Records from a data source:
----------
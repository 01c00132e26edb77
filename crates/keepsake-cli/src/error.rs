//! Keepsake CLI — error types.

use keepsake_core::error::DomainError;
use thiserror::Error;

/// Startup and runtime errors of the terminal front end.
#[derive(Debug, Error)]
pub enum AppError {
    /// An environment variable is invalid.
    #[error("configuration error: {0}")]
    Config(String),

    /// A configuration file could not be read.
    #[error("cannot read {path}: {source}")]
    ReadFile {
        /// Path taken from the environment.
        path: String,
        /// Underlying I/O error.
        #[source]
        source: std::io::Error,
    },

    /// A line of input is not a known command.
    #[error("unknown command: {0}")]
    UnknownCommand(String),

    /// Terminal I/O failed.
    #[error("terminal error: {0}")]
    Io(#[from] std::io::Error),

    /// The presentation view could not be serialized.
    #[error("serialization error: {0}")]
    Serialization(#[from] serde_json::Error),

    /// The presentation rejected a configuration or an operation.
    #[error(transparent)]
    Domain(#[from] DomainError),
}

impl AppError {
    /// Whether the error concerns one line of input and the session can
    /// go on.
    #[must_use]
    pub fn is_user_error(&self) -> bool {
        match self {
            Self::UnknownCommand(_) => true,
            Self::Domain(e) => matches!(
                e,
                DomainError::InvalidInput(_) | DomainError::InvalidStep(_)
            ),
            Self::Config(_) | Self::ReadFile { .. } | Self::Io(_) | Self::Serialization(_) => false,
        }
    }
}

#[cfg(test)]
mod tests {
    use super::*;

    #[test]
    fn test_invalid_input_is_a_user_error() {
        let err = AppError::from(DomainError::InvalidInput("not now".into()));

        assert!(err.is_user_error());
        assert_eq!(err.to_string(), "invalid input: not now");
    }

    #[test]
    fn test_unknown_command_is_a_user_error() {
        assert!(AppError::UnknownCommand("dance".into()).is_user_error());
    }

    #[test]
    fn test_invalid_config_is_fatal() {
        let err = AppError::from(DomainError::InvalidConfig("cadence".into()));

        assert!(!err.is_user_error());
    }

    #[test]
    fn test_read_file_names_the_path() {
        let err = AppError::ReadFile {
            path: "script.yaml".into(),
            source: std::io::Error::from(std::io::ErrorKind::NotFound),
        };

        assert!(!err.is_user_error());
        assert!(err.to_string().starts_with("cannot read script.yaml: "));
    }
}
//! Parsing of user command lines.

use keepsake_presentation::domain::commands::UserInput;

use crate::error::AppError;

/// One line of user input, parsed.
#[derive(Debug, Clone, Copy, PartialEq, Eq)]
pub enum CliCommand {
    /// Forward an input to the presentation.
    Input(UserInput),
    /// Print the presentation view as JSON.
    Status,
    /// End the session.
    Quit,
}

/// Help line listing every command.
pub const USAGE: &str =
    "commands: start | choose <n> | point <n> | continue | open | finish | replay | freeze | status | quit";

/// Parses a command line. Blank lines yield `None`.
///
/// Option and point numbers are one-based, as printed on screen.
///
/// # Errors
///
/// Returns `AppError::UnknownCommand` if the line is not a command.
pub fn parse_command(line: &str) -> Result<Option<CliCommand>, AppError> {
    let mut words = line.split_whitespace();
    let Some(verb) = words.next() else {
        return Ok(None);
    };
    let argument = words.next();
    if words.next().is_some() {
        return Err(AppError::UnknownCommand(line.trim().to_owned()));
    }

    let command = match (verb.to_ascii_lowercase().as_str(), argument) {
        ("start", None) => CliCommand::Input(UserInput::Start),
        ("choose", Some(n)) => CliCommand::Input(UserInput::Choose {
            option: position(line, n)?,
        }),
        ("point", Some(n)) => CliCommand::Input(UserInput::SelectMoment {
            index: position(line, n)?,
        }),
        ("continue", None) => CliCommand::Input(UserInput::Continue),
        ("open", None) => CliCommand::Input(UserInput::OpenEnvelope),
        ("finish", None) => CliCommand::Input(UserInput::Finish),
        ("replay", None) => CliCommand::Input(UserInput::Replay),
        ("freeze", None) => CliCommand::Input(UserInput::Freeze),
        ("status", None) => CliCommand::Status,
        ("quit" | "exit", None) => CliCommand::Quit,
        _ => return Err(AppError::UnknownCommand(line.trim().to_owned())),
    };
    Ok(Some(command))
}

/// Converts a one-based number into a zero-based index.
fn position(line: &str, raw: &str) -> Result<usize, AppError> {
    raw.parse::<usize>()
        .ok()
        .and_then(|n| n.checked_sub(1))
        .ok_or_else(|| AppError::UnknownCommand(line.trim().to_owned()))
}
----------
Search the data above for the word "choose". Copy each line it is in.

**Exercise response:**
    "commands: start | choose <n> | point <n> | continue | open | finish | replay | freeze | status | quit";
        ("choose", Some(n)) => CliCommand::Input(UserInput::Choose {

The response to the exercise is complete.